A: Surgery for pancreatic cancer can be performed safely in patients into their eighties. However, a decision on whether a patient who is elderly can withstand surgery depends on several factors. That decision should be made in consultation with the patient, the family, the surgeon, as well as all physicians involved in the patient's care.
Q: Can pancreatic cancer go away with chemotherapy and radiation?
A: Chemotherapy and radiation are treatment options in pancreatic cancer. However, to remove cancer a patient would require surgery.
Q: Why do some people receive chemotherapy/radiation before surgery and some after?
A: Depending on characteristics of the pancreatic cancer, its size, location, and proximity to important blood vessels, as well as characteristics of the patient, decisions about the timing of chemotherapy and radiation are made in consultation with the medical oncologist and radiation oncologist who are treating the patient.
Typically, if a tumor is small, removal surgery is offered first followed by chemotherapy and/or radiation. If the tumor is large and is in close proximity to important blood vessels, chemotherapy and/or radiation is offered first followed by surgery.
Q: Will surgery for pancreatic cancer will leave me in the hospital/nursing home forever?

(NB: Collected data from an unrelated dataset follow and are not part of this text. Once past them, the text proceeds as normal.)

use anyhow::Context;
use std::net::SocketAddr;
use std::sync::Arc;
use std::time::Duration;
use tracing_subscriber::{layer::SubscriberExt, util::SubscriberInitExt};
use wiz_api::{
    app,
    metrics::Metrics,
    state::{AppState, AuthConfig},
};
use wiz_catalog::Catalog;
use wiz_core::{BookingRepository, OperatorElevation, PaymentGateway};
use wiz_order::{
    run_draft_sweeper, CheckoutOrchestrator, DraftStore, GatewayReadiness, ReconciliationQueue,
    ReconciliationWorker,
};
use wiz_store::app_config::Config;
use wiz_store::{DbClient, IdentityToolkitClient, PaystackGateway, PgBookingRepository, PgProfileRepository, RedisClient};

#[tokio::main]
async fn main() -> anyhow::Result<()> {
    tracing_subscriber::registry()
        .with(
            tracing_subscriber::EnvFilter::try_from_default_env()
                .unwrap_or_else(|_| "wiz_api=debug,tower_http=debug,axum::rejection=trace".into()),
        )
        .with(tracing_subscriber::fmt::layer())
        .init();

    let config = Config::load().context("Failed to load config")?;
    tracing::info!("Starting WIZ Homes API on port {}", config.server.port);

    // Postgres
    let db = DbClient::new(&config.database.url)
        .await
        .context("Failed to connect to Postgres")?;
    db.migrate().await.context("Failed to run migrations")?;

    // Redis
    let redis = RedisClient::new(&config.redis.url)
        .await
        .context("Failed to connect to Redis")?;

    // Hosted services
    let gateway: Arc<dyn PaymentGateway> = Arc::new(PaystackGateway::new(
        &config.gateway.base_url,
        &config.gateway.script_url,
        &config.gateway.secret_key,
    )?);
    let identity = Arc::new(IdentityToolkitClient::new(&config.identity.base_url, &config.identity.api_key)?);

    let bookings: Arc<dyn BookingRepository> = Arc::new(PgBookingRepository::new(db.pool.clone()));
    let profiles = Arc::new(PgProfileRepository::new(db.pool.clone()));

    let readiness = GatewayReadiness::spawn(
        gateway.clone(),
        Duration::from_millis(config.gateway.readiness_poll_ms),
    );
    let drafts = Arc::new(DraftStore::new(config.checkout.draft_ttl_seconds));
    let reconciliation = Arc::new(ReconciliationQueue::new());

    let checkout = Arc::new(CheckoutOrchestrator::new(
        config.gateway.public_key.clone(),
        gateway.clone(),
        readiness,
        bookings.clone(),
        drafts.clone(),
        reconciliation.clone(),
    ));

    // Background workers
    tokio::spawn(run_draft_sweeper(drafts.clone(), checkout.clone(), Duration::from_secs(60)));
    let worker = ReconciliationWorker::new(reconciliation, gateway, bookings.clone());
    tokio::spawn(worker.run(Duration::from_secs(config.reconciliation.sweep_interval_seconds)));

    let app_state = AppState {
        catalog: Arc::new(Catalog::builtin()),
        bookings,
        profiles,
        flags: Arc::new(redis),
        identity,
        drafts,
        checkout,
        elevation: OperatorElevation::new(
            config.auth.operator_emails.clone(),
            config.auth.operator_email_substring.clone(),
        ),
        metrics: Arc::new(Metrics::new()?),
        auth: AuthConfig {
            secret: config.auth.jwt_secret.clone(),
            expiration: config.auth.jwt_expiration_seconds,
        },
    };

    let app = app(app_state);

    let addr = SocketAddr::from(([0, 0, 0, 0], config.server.port));
    tracing::info!("Listening on {}", addr);

    let listener = tokio::net::TcpListener::bind(addr).await?;
    axum::serve(listener, app).await?;
    Ok(())
}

A: Absolutely not. Less invasive surgeries can be performed laparoscopically or robotically. Each surgical recovery is different, however, most patients are discharged from the hospital 7 to14 days after surgery. Complete recovery from surgery can take anywhere from 6 to12 weeks.
Q: Will I be able to go back to my work and my hobbies after surgery?
A: Patients who have recovered completely from surgery, not only go back to enjoying everyday life, they do so knowing they have beaten pancreatic cancer - often with a new found appreciation and zest for life.